Task prompt:
Filtering the records below, copy only those lines that include the word "Asset".

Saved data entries

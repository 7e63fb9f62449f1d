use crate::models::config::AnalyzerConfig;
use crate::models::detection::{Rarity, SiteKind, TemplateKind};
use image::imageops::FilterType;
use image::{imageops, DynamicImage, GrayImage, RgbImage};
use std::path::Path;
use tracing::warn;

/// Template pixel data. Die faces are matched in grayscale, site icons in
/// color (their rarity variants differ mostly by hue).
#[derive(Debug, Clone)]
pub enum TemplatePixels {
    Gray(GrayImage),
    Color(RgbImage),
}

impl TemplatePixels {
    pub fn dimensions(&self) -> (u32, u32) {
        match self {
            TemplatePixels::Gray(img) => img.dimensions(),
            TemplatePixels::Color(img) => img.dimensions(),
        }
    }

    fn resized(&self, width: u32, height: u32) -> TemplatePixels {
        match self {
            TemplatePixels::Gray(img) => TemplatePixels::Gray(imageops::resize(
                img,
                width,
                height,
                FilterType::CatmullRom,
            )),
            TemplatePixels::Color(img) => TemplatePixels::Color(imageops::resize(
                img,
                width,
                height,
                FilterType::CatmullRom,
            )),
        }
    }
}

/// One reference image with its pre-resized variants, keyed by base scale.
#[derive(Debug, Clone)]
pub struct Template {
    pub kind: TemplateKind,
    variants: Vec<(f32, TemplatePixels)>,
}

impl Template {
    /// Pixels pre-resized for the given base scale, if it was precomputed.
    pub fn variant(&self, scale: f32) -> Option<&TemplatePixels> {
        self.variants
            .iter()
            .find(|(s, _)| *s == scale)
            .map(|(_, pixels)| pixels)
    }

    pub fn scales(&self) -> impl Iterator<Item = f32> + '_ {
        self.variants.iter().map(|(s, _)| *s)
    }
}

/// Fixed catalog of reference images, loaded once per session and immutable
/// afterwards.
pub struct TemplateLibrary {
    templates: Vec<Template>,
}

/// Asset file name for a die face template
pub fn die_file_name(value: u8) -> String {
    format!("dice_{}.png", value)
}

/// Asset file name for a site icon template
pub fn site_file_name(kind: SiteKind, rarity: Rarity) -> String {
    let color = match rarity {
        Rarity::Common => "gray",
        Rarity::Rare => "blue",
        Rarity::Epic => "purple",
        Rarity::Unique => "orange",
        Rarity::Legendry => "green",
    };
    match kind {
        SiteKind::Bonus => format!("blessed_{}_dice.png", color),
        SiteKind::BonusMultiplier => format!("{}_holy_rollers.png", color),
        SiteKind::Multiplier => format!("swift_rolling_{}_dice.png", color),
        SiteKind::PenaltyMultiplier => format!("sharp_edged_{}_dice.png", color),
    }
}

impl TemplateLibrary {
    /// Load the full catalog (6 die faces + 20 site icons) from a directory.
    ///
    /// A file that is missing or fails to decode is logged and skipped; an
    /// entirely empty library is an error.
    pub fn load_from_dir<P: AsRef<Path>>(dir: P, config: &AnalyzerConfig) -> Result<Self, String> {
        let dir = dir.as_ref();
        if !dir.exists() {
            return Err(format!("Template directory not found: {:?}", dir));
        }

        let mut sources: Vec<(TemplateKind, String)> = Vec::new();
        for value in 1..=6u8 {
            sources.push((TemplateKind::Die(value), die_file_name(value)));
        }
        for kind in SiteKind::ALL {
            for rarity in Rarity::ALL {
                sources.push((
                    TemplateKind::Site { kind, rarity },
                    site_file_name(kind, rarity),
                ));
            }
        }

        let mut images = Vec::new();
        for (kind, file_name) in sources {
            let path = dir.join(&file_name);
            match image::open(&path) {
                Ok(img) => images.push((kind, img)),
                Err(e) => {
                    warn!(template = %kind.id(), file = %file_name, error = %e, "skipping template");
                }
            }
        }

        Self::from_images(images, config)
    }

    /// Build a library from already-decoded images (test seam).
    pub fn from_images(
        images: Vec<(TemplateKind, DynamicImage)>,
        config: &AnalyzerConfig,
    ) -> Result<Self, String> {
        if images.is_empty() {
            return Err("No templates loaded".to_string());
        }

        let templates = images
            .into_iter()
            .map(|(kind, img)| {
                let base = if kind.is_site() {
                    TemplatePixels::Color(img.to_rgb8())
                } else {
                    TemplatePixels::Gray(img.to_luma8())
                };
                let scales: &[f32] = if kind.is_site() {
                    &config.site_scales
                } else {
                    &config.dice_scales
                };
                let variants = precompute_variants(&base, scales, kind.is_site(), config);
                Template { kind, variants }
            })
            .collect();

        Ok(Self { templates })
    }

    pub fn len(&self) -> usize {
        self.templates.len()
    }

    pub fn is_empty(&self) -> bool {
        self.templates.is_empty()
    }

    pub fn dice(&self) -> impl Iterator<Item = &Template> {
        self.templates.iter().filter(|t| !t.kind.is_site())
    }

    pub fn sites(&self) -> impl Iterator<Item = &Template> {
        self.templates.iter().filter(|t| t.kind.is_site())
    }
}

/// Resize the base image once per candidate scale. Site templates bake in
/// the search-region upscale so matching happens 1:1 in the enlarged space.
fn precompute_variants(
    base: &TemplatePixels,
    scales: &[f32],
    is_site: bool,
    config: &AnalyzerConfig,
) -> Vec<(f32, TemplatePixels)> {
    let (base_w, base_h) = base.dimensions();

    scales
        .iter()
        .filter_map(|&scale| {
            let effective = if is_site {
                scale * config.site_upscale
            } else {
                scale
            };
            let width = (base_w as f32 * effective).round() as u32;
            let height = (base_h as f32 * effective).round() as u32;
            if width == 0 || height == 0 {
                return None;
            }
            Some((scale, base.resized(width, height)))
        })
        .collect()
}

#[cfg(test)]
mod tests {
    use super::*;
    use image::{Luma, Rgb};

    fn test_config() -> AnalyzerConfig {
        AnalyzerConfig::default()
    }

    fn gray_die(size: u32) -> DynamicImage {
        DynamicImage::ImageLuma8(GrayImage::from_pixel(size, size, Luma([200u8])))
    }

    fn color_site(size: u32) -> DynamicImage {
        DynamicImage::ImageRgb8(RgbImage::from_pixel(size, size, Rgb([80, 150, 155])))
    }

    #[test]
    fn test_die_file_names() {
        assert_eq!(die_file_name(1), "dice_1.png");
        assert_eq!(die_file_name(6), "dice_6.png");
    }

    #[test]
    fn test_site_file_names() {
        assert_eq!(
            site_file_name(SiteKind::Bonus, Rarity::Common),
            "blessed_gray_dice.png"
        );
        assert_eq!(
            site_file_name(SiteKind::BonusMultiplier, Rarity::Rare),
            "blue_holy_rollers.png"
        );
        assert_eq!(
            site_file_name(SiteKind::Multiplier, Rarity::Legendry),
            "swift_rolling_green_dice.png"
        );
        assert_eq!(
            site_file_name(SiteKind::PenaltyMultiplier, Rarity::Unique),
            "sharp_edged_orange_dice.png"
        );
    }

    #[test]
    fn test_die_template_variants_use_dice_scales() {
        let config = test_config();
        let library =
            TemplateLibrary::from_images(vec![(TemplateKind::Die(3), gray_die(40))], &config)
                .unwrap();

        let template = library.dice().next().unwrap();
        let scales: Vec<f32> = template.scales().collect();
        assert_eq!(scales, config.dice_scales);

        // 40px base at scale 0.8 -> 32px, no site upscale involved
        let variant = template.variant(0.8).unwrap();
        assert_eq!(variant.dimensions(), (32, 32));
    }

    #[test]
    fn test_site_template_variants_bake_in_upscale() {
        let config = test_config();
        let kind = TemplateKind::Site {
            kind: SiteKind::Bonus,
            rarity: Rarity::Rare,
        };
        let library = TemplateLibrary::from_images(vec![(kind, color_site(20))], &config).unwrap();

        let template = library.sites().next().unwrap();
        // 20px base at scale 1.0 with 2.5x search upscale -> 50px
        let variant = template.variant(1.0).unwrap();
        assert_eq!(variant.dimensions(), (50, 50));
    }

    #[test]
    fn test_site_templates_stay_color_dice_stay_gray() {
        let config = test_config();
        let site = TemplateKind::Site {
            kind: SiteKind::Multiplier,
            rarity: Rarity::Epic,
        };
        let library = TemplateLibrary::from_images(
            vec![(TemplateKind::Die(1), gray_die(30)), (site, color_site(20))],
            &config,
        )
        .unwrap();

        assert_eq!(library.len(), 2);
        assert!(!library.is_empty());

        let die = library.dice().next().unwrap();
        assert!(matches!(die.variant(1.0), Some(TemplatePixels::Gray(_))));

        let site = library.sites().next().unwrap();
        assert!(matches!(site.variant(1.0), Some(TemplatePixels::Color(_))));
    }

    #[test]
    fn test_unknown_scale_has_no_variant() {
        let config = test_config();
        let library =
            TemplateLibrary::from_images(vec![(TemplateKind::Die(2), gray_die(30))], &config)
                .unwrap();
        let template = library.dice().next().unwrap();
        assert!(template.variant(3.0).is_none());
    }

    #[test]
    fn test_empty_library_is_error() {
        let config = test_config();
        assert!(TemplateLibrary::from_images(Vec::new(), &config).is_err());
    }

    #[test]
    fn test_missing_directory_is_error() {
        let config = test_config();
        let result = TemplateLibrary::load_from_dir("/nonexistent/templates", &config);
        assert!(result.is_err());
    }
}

Task answer:
/// Asset file name for a die face template
/// Asset file name for a site icon template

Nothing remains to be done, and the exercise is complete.